▸ DATA SHOWN
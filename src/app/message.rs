// SPDX-License-Identifier: MPL-2.0
//! Top-level messages and runtime flags for the application.

use crate::error::Error;
use crate::media::ImageData;
use crate::ui::{detail, wall};
use iced::Size;
use std::path::PathBuf;

/// Top-level messages consumed by `App::update`. The variants forward
/// lower-level component messages while keeping a single update entrypoint.
#[derive(Debug, Clone)]
pub enum Message {
    Wall(wall::Message),
    Detail(detail::Message),
    /// Every source finished loading, or the first failure.
    ImagesLoaded(Result<Vec<ImageData>, Error>),
    /// The window was opened or resized.
    WindowResized(Size),
    /// Escape pressed and not consumed by a widget.
    EscapePressed,
}

/// Runtime flags passed in from the CLI or launcher to tweak startup behavior.
#[derive(Debug, Default)]
pub struct Flags {
    /// Optional locale override in BCP-47 form (e.g. `fr`, `en-US`).
    pub lang: Option<String>,
    /// Image files, or directories of images, to show instead of the
    /// configured list.
    pub paths: Vec<PathBuf>,
    /// Shuffle the draw order even if the config file does not ask for it.
    pub shuffle: bool,
    /// Optional config directory override (for settings.toml).
    /// Takes precedence over `ICED_MOSAIC_CONFIG_DIR` environment variable.
    pub config_dir: Option<String>,
}
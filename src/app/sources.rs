// SPDX-License-Identifier: MPL-2.0
//! Decides which files end up on the wall.
//!
//! Paths given on the command line win. Without any, the `[gallery] images`
//! list from the config file is used; relative entries there are taken
//! relative to the config directory. Directories expand to the images they
//! contain.

use crate::error::Result;
use crate::media::scan_directory;
use std::path::{Path, PathBuf};

/// Builds the ordered list of image files to load.
///
/// # Errors
///
/// Returns an error if a directory cannot be read.
pub fn resolve_sources(
    cli_paths: &[PathBuf],
    config_images: &[PathBuf],
    config_dir: Option<&Path>,
) -> Result<Vec<PathBuf>> {
    if !cli_paths.is_empty() {
        log::info!("Using {} path(s) from the command line", cli_paths.len());
        return expand(cli_paths.iter().cloned());
    }

    log::info!("Using {} path(s) from the config file", config_images.len());
    expand(config_images.iter().map(|path| match config_dir {
        Some(base) if path.is_relative() => base.join(path),
        _ => path.clone(),
    }))
}

fn expand(paths: impl Iterator<Item = PathBuf>) -> Result<Vec<PathBuf>> {
    let mut sources = Vec::new();
    for path in paths {
        if path.is_dir() {
            let found = scan_directory(&path)?;
            log::debug!("Found {} image(s) in {}", found.len(), path.display());
            sources.extend(found);
        } else {
            sources.push(path);
        }
    }
    Ok(sources)
}
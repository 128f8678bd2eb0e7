// SPDX-License-Identifier: MPL-2.0
//! Container styles.

use crate::ui::design_tokens::{palette, radius};
use crate::ui::theme;
use iced::widget::container;
use iced::{Background, Border, Theme};

/// Rounded translucent pill holding the zoom readout over the wall.
pub fn hud(_theme: &Theme) -> container::Style {
    container::Style {
        background: Some(Background::Color(theme::hud_background())),
        text_color: Some(palette::WHITE),
        border: Border {
            radius: radius::MD.into(),
            ..Default::default()
        },
        ..Default::default()
    }
}
// SPDX-License-Identifier: MPL-2.0
//! Test utilities for float comparisons and image fixtures.
//!
//! This module re-exports the `approx` crate's assertion macros for float comparison,
//! which properly handle floating-point precision issues that `assert_eq!` cannot.

use std::path::{Path, PathBuf};

// Re-export approx macros for convenient use in tests
pub use approx::{assert_abs_diff_eq, assert_relative_eq};

/// Writes a solid-color PNG of the given size and returns its path.
pub fn write_png(dir: &Path, name: &str, width: u32, height: u32) -> PathBuf {
    let path = dir.join(name);
    image_rs::RgbaImage::from_pixel(width, height, image_rs::Rgba([40, 90, 160, 255]))
        .save(&path)
        .expect("failed to write test PNG");
    path
}
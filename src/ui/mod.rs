// SPDX-License-Identifier: MPL-2.0
//! User interface components and state management.
//!
//! This module organizes all UI-related code following a component-based architecture
//! with the Elm-style "state down, messages up" pattern.
//!
//! # Screens
//!
//! - [`wall`] - Masonry wall with drag, wheel and pinch navigation
//! - [`detail`] - Single image view reached by clicking a tile
//!
//! # Shared Infrastructure
//!
//! - [`state`] - Interaction state (viewport, zoom, drag, touch)
//! - [`styles`] - Centralized styling (buttons, containers)
//! - [`design_tokens`] - Design system constants (colors, spacing, typography)
//! - [`theme`] - Theme colors

pub mod design_tokens;
pub mod detail;
pub mod state;
pub mod styles;
pub mod theme;
pub mod wall;
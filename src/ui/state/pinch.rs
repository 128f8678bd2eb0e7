// SPDX-License-Identifier: MPL-2.0
//! Touch tracking: one-finger pan/tap and two-finger pinch-to-zoom.

use super::drag::{DragState, Release};
use super::zoom::ViewScale;
use crate::config::MIN_PINCH_DISTANCE_PX;
use iced::touch::Finger;
use iced::{Point, Vector};
use std::collections::HashMap;

/// Snapshot of the gesture at the moment the second finger went down.
#[derive(Debug, Clone, Copy, PartialEq)]
pub struct PinchState {
    /// Distance between the two fingers at gesture start.
    pub initial_distance: f32,
    /// Viewport scale at gesture start.
    pub initial_scale: f32,
    /// Midpoint between the fingers at gesture start; zoom pivots around it.
    pub anchor: Point,
}

impl PinchState {
    /// Scale for the current finger distance, clamped to the valid range.
    ///
    /// Returns `None` when the starting distance is too small to be meaningful.
    #[must_use]
    pub fn scale_for(&self, current_distance: f32) -> Option<ViewScale> {
        if self.initial_distance < MIN_PINCH_DISTANCE_PX {
            return None;
        }
        Some(ViewScale::new(
            self.initial_scale * current_distance / self.initial_distance,
        ))
    }
}

/// What a touch event asks the viewport to do.
#[derive(Debug, Clone, Copy, PartialEq)]
pub enum TouchOutcome {
    None,
    /// Pan by this many screen pixels.
    Pan(Vector),
    /// Set the scale, pivoting around `anchor`.
    Zoom { anchor: Point, scale: ViewScale },
    /// A one-finger tap at this position.
    Tap(Point),
}

/// Tracks active fingers on the canvas.
#[derive(Debug, Clone, Default)]
pub struct TouchState {
    fingers: HashMap<Finger, Point>,
    /// Finger driving a one-finger pan, if any.
    primary: Option<Finger>,
    drag: DragState,
    pinch: Option<PinchState>,
}

impl TouchState {
    /// Registers a finger; the second one down starts a pinch.
    pub fn finger_pressed(&mut self, id: Finger, position: Point, current_scale: f32) -> TouchOutcome {
        self.fingers.insert(id, position);

        match self.fingers.len() {
            1 => {
                self.primary = Some(id);
                self.drag.start(position);
            }
            2 => {
                // A second finger turns the gesture into a pinch; no tap can follow.
                self.primary = None;
                self.drag.cancel();
                if let Some((a, b)) = self.two_fingers() {
                    self.pinch = Some(PinchState {
                        initial_distance: a.distance(b),
                        initial_scale: current_scale,
                        anchor: midpoint(a, b),
                    });
                }
            }
            _ => {}
        }

        TouchOutcome::None
    }

    /// Updates a finger and reports the pan or zoom it causes.
    pub fn finger_moved(&mut self, id: Finger, position: Point) -> TouchOutcome {
        if !self.fingers.contains_key(&id) {
            return TouchOutcome::None;
        }
        self.fingers.insert(id, position);

        if let Some(pinch) = self.pinch {
            let Some((a, b)) = self.two_fingers() else {
                return TouchOutcome::None;
            };
            return match pinch.scale_for(a.distance(b)) {
                Some(scale) => TouchOutcome::Zoom {
                    anchor: pinch.anchor,
                    scale,
                },
                None => TouchOutcome::None,
            };
        }

        if self.primary == Some(id) {
            if let Some(delta) = self.drag.update(position) {
                return TouchOutcome::Pan(delta);
            }
        }

        TouchOutcome::None
    }

    /// Removes a finger; a lifted single finger may report a tap.
    pub fn finger_lifted(&mut self, id: Finger, position: Point) -> TouchOutcome {
        if self.fingers.remove(&id).is_none() {
            return TouchOutcome::None;
        }

        if self.pinch.is_some() {
            // Remaining fingers stay inert until every finger is up.
            self.pinch = None;
            self.drag.cancel();
            return TouchOutcome::None;
        }

        if self.primary == Some(id) {
            self.primary = None;
            if let Release::Click(point) = self.drag.finish(position) {
                return TouchOutcome::Tap(point);
            }
        }

        TouchOutcome::None
    }

    /// Drops a finger the platform lost track of and abandons the gesture.
    pub fn finger_lost(&mut self, id: Finger) {
        self.fingers.remove(&id);
        self.pinch = None;
        self.primary = None;
        self.drag.cancel();
    }

    #[must_use]
    pub fn is_pinching(&self) -> bool {
        self.pinch.is_some()
    }

    #[must_use]
    pub fn active_fingers(&self) -> usize {
        self.fingers.len()
    }

    /// Positions of the first two fingers, ordered by finger id.
    fn two_fingers(&self) -> Option<(Point, Point)> {
        let mut fingers: Vec<_> = self.fingers.iter().collect();
        fingers.sort_by_key(|(finger, _)| finger.0);
        match fingers.as_slice() {
            [(_, a), (_, b), ..] => Some((**a, **b)),
            _ => None,
        }
    }
}

fn midpoint(a: Point, b: Point) -> Point {
    Point::new((a.x + b.x) / 2.0, (a.y + b.y) / 2.0)
}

▸ YOUR GOAL
Only the count should be given: the number of lines in the entries above containing the word "widget".

▸ OUTPUT FOR THIS TASK
2